Task objective →
In the listing below, find each line with the string "addresses" and report it.

Records shown →
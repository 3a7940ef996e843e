//! # Seed Protocol
//!
//! Handshake-time protocol used only by seed sessions: optionally advertise
//! our own address, request the seed's address batch, store it into the
//! pool, then stop the channel. Completion aggregates three sub-events
//! (own-address send, `getaddr` send, batch store) under a germination
//! timeout; the terminal store event carries `ChannelStopped`, which the
//! session reads as a finished seed.

use std::sync::Arc;
use std::time::{SystemTime, UNIX_EPOCH};

use tracing::debug;

use btcnet_messages::{Address, GetAddress};

use crate::channel::Channel;
use crate::error::{Completion, Error};
use crate::net::NetworkInner;
use crate::protocols::{attach, Protocol};
use crate::synchronizer::Synchronizer;
use crate::timer::Deadline;

pub struct ProtocolSeed31402 {
    channel: Arc<Channel>,
    net: Arc<NetworkInner>,
    synchronizer: Arc<Synchronizer>,
    germination: Deadline,
}

impl ProtocolSeed31402 {
    pub fn attach(
        channel: Arc<Channel>,
        net: Arc<NetworkInner>,
        handler: impl FnOnce(Completion) + Send + 'static,
    ) {
        let completing = Arc::clone(&channel);
        let synchronizer = Arc::new(Synchronizer::new(3, move |result| {
            // The channel served its purpose either way; the code reaching
            // the session tells it whether addresses landed.
            let code = result.err().unwrap_or(Error::ChannelStopped);
            completing.stop(code);
            handler(result);
        }));

        let germination = Deadline::new(channel.strand().clone(), net.handle().clone());

        attach(Arc::new(Self {
            channel,
            net,
            synchronizer,
            germination,
        }));
    }

    fn send_own_address(&self) {
        let Some(own) = self.net.settings().first_self() else {
            // Nothing to advertise; this sub-event completes immediately.
            self.synchronizer.event(Ok(()));
            return;
        };

        let timestamp = SystemTime::now()
            .duration_since(UNIX_EPOCH)
            .map(|elapsed| elapsed.as_secs() as u32)
            .unwrap_or_default();
        let message = Address {
            addresses: vec![own.to_address_item(timestamp, self.net.settings().services_maximum)],
        };

        let events = Arc::clone(&self.synchronizer);
        self.channel.send(&message, move |result| {
            events.event(result);
        });
    }

    fn handle_address(&self, event: Result<&Arc<Address>, Error>) -> bool {
        let message = match event {
            Err(code) => {
                self.synchronizer.event(Err(code));
                return false;
            }
            Ok(message) => Arc::clone(message),
        };

        let net = Arc::clone(&self.net);
        let events = Arc::clone(&self.synchronizer);
        let peer = self.authority();
        self.net.strand().post(move || {
            let stored = net.hosts().save(&message.addresses);
            debug!(
                seed = %peer,
                received = message.addresses.len(),
                stored,
                "seed addresses stored"
            );
            // Terminal sub-event; ChannelStopped marks the seed finished.
            events.event(Err(Error::ChannelStopped));
        });

        false
    }
}

impl Protocol for ProtocolSeed31402 {
    const NAME: &'static str = "seed";

    fn channel(&self) -> &Arc<Channel> {
        &self.channel
    }

    fn start(self: Arc<Self>) {
        debug_assert!(self.channel.strand().stranded());

        if self.net.settings().host_pool_capacity == 0 {
            self.synchronizer.event(Err(Error::AddressNotFound));
            return;
        }

        let events = Arc::clone(&self.synchronizer);
        self.germination
            .start(self.net.settings().channel_germination(), move |result| {
                if result.is_ok() {
                    events.event(Err(Error::ChannelTimeout));
                }
            });

        let batches = Arc::clone(&self);
        let _ = self
            .channel
            .subscribe::<Address>(move |event| batches.handle_address(event));

        self.send_own_address();

        let events = Arc::clone(&self.synchronizer);
        self.channel.send(&GetAddress, move |result| {
            events.event(result);
        });
    }

    fn stopping(&self, code: Error) {
        self.germination.stop();
        self.synchronizer.event(Err(code));
    }
}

Exercise response →
            // the session tells it whether addresses landed.
            addresses: vec![own.to_address_item(timestamp, self.net.settings().services_maximum)],
            let stored = net.hosts().save(&message.addresses);
                received = message.addresses.len(),
                "seed addresses stored"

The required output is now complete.